コンクリートひび割れ画像解析技術「t.WAVEⓇ」にAI自動検出機能を追加

ひび割れの検出を高速化し、点検作業の時間短縮と費用の削減を実現

2021年3月25日
大成建設株式会社

 大成建設株式会社(社長:相川善郎)は、コンクリートひび割れ画像解析技術「t.WAVE (ティー・ドット・ウェーブ)」(以下、t.WAVE)に、AIを用いたひび割れ自動検出機能を付加しました。本機能により、ひび割れ点検にかかる作業時間の短縮と費用の削減を実現しました。

 国内で供用中の道路橋やトンネルなどの鉄筋コンクリート造インフラ構造物は、既に50年以上経過しているものが多数存在し、老朽化が懸念されています。国土交通省では、2014年より老朽化したインフラ構造物に対して、法令による定期点検を施設管理者に義務化しており、点検時において経年劣化に伴うひび割れの有無や幅・長さなどの状況確認を行う必要があります。従来、これらの構造物の点検は、ほとんどが点検員による近接目視で実施していましたが、高所では足場や高所作業車などを使用し、また構造物の躯体表面に沿うように点検するため、仮設設備の設置・準備、点検、撮影および結果の図化などに多大な時間と費用を要していました。

 そこで当社は、2008年にデジタル撮影した画像処理に国内で最初にウェーブレット変換※1を用いて、コンクリート構造物のひび割れ画像を解析・評価する技術「t.WAVE」を開発し、これまで30件以上のインフラ構造物の点検業務に活用してきました。また、本技術は、2014年から2018年まで内閣府主管の戦略的イノベーション創造プログラムSIP※2に採択され、ドローン撮影画像への対応などの機能拡張と実用性の向上に取り組んできました。そして今回、本技術の有用性をさらに向上させるため、AIによるひび割れの自動検出機能を付与して実証を行った結果、人による目視作業を無くすことで、ひび割れ点検作業の時間短縮と費用の削減を実現しました。

 本技術の特徴は以下のとおりです。

        1. 1

          AI活用によりひび割れの検出、トレースを自動化。点検にかかわる作業時間と費用を削減(図1参照)
          これまで人が画像を見ながらひび割れを判別し、トレース作業を行っていましたが、AIを活用することで、それらの作業が自動化され、ひび割れ点検作業にかかる時間と費用の削減が図れます。高架橋橋脚を対象とした実証の結果、ひび割れの検出精度※3は80%以上で、ひび割れ検出のトレース作業時間※4を90%程度低減でき、目視点検に対する費用※5を50%削減することができました。

          図1 点検時間および費用の効果比較
          図1 点検時間および費用の効果比較
          写真1 AIによる高架橋橋脚のひび割れ自動検出結果例
          写真1 AIによる高架橋橋脚のひび割れ自動検出結果例
        2. 2

          ひび割れ状況を高精度に数値化・色彩化し、定量評価が可能(写真2参照)
          検出したひび割れの幅や長さを画像解析により高精度に数値化して、経年劣化の進行状態の把握に必要なひび割れ密度※6などを色彩化することで、定量的な評価が可能となります。
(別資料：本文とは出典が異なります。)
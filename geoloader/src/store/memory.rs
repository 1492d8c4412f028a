//! In-memory record store backed by a `HashMap`.

use std::collections::HashMap;

use super::traits::{RecordStore, Upsert};
use crate::record::{Record, RecordId};

/// In-memory record store.
#[derive(Debug, Clone, Default)]
pub struct MemoryRecordStore {
    records: HashMap<RecordId, Record>,
}

impl MemoryRecordStore {
    /// Create an empty store.
    pub fn new() -> Self {
        Self::default()
    }
}

impl RecordStore for MemoryRecordStore {
    fn get(&self, id: &RecordId) -> Option<&Record> {
        self.records.get(id)
    }

    fn upsert(&mut self, id: RecordId, record: Record) -> Upsert {
        match self.records.insert(id, record) {
            Some(_) => Upsert::Replaced,
            None => Upsert::Inserted,
        }
    }

    fn keys(&self) -> Vec<RecordId> {
        self.records.keys().cloned().collect()
    }

    fn len(&self) -> usize {
        self.records.len()
    }
}
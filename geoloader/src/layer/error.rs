//! Layer error types.

use thiserror::Error;

use crate::request::TemplateError;

/// Invalid layer configuration. Always fatal at construction.
#[derive(Debug, Clone, PartialEq, Eq, Error)]
pub enum ConfigError {
    /// No `url` option was given.
    #[error("dynamic layer needs a url option")]
    MissingUrl,

    /// The URL template is unusable.
    #[error("invalid url template: {0}")]
    Template(#[from] TemplateError),

    /// A field-name option is empty.
    #[error("option '{0}' must not be empty")]
    EmptyField(&'static str),

    /// An option value cannot be parsed.
    #[error("invalid value '{value}' for option '{key}'")]
    InvalidValue { key: String, value: String },

    /// The configuration file could not be read or parsed.
    #[error("failed to load configuration: {0}")]
    Ini(String),

    /// The HTTP transport could not be built from the options.
    #[error("failed to build http transport: {0}")]
    HttpClient(String),
}

/// Errors surfaced to the code driving a layer.
///
/// Transport failures are not part of this type: they are reported through
/// logs and [`super::UpdateOutcome::Failed`] and never abort the caller.
#[derive(Debug, Clone, PartialEq, Eq, Error)]
pub enum LayerError {
    /// Construction failed.
    #[error("configuration error: {0}")]
    Config(#[from] ConfigError),

    /// A fetch was requested without a region to fetch.
    #[error("cannot load data: unknown bounds")]
    MissingBounds,
}

#[cfg(test)]
mod tests {
    use super::*;

    #[test]
    fn test_layer_error_display() {
        let err = LayerError::from(ConfigError::MissingUrl);
        assert!(err.to_string().contains("configuration error"));
        assert!(err.to_string().contains("url"));
    }

    #[test]
    fn test_template_error_converts() {
        let err: ConfigError = TemplateError::UnknownPlaceholder("zoom".to_string()).into();
        assert_eq!(
            err.to_string(),
            "invalid url template: unknown placeholder '{zoom}' in URL template"
        );
    }
}
//! Fetch transport abstraction
//!
//! This module provides the trait the layer uses to fetch records for a
//! region, and a `reqwest`-based implementation for JSON endpoints.
//!
//! ```ignore
//! use geoloader::transport::{FetchTransport, ReqwestTransport};
//!
//! let transport = ReqwestTransport::new()?;
//! let response = transport.fetch(&request).await?;
//! ```

mod http;
mod types;

pub use http::{ReqwestTransport, DEFAULT_TIMEOUT_SECS};
pub use types::{parse_response, BoxFuture, FetchResponse, FetchTransport, TransportError};
//! Loaded-region tracking
//!
//! The [`RegionTracker`] remembers the rectangle that has been fully fetched
//! and decides, for each viewport the host reports, whether anything new must
//! be requested.
//!
//! # Strategy
//!
//! Requests always cover the union of the loaded region and the viewport.
//! The number of fetches in a session is therefore bounded by how often the
//! viewport escapes everything seen so far, not by how often the user pans.
//!
//! ```text
//!   loaded ┌──────────┐            request ┌───────────────┐
//!          │          │                    │               │
//!          │     ┌────┼────┐               │               │
//!          └─────┼────┘    │   ──────►     │               │
//!                │ visible │               │               │
//!                └─────────┘               └───────────────┘
//! ```

use tracing::debug;

use crate::geo::Bounds;

/// What the tracker decided for a viewport.
#[derive(Debug, Clone, Copy, PartialEq)]
pub enum RegionDecision {
    /// Nothing loaded yet; fetch the viewport itself.
    Initial(Bounds),
    /// The loaded region already covers the viewport.
    Covered,
    /// Fetch the union of the loaded region and the viewport.
    Expand(Bounds),
}

impl RegionDecision {
    /// The region to fetch, if any.
    pub fn region(&self) -> Option<Bounds> {
        match self {
            RegionDecision::Initial(b) | RegionDecision::Expand(b) => Some(*b),
            RegionDecision::Covered => None,
        }
    }
}

/// Tracks the region known to be loaded.
#[derive(Debug, Clone, Default)]
pub struct RegionTracker {
    loaded: Option<Bounds>,
}

impl RegionTracker {
    /// Create a tracker with nothing loaded.
    pub fn new() -> Self {
        Self::default()
    }

    /// The currently loaded region, if any fetch has completed.
    pub fn loaded(&self) -> Option<Bounds> {
        self.loaded
    }

    /// Decide whether `visible` requires a fetch and which region to request.
    pub fn plan(&self, visible: &Bounds) -> RegionDecision {
        let decision = match &self.loaded {
            None => RegionDecision::Initial(*visible),
            Some(loaded) if loaded.contains(visible) => RegionDecision::Covered,
            Some(loaded) => RegionDecision::Expand(loaded.union(visible)),
        };
        debug!(visible = %visible, decision = ?decision, "Planned viewport");
        decision
    }

    /// Record that a fetch of `requested` completed successfully.
    ///
    /// The loaded region is replaced by the requested one. Requests are
    /// planned as unions, so under in-order completion this only grows.
    pub fn commit(&mut self, requested: Bounds) {
        if let Some(previous) = &self.loaded {
            if !requested.contains(previous) {
                debug!(
                    previous = %previous,
                    requested = %requested,
                    "Committed region does not cover previous loaded region"
                );
            }
        }
        self.loaded = Some(requested);
    }
}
          写真2 t.WAVE によるコンクリートのひび割れ画像解析結果例
          写真2 t.WAVEによるコンクリートのひび割れ画像解析結果例

 今後、当社は、コンクリート構造物の維持管理業務をさらに正確かつ迅速、安価に実施できるよう、AIの活用拡大を進め、コンクリート構造物のひび割れ点検技術の普及を通して、老朽化したインフラ構造物の長寿命化の実現に寄与してまいります。

    1. ※1

      ウェーブレット変換:
      画像の中にある線状の特徴範囲を抽出するのに適した画像解析技術。ひび割れの幅や長さを定量的に評価することが可能な手法。

    2. ※2

      SIP(Cross-ministerial Strategic Innovation Promotion Program):
      内閣府が主管する戦略的イノベーション創造プログラムの略称。国の府省や分野を超えた横断型の研究開発プログラムを示し、第1期は平成26~30年度の5か年で実施。

    3. ※3

      ひび割れの検出精度:
      従来のt.WAVEで人が画像上で判別してトレースしたひび割れに対して、今回開発したAIで自動検出したひび割れが一致する割合。

    4. ※4

      ひび割れ検出のトレース作業時間の低減:
      t.WAVEで人が画像上でひび割れを判別してトレースしていた時間に対して、今回開発したAIで自動検出する時間への低減値。

    5. ※5

      目視点検に対する費用の削減:
      t.WAVEを使わない従来の近接目視による点検に要する費用に対して、現地での画像撮影から屋内での今回開発したAIによるひび割れ自動検出、画像解析、ひび割れ図の作図までの一連の作業を実施した費用への削減値。

    6. ※6

      ひび割れ密度:
      コンクリート表面の1m角の範囲内にあるひび割れの総延長。コンクリート構造物の劣化の程度を知るための指標のひとつ。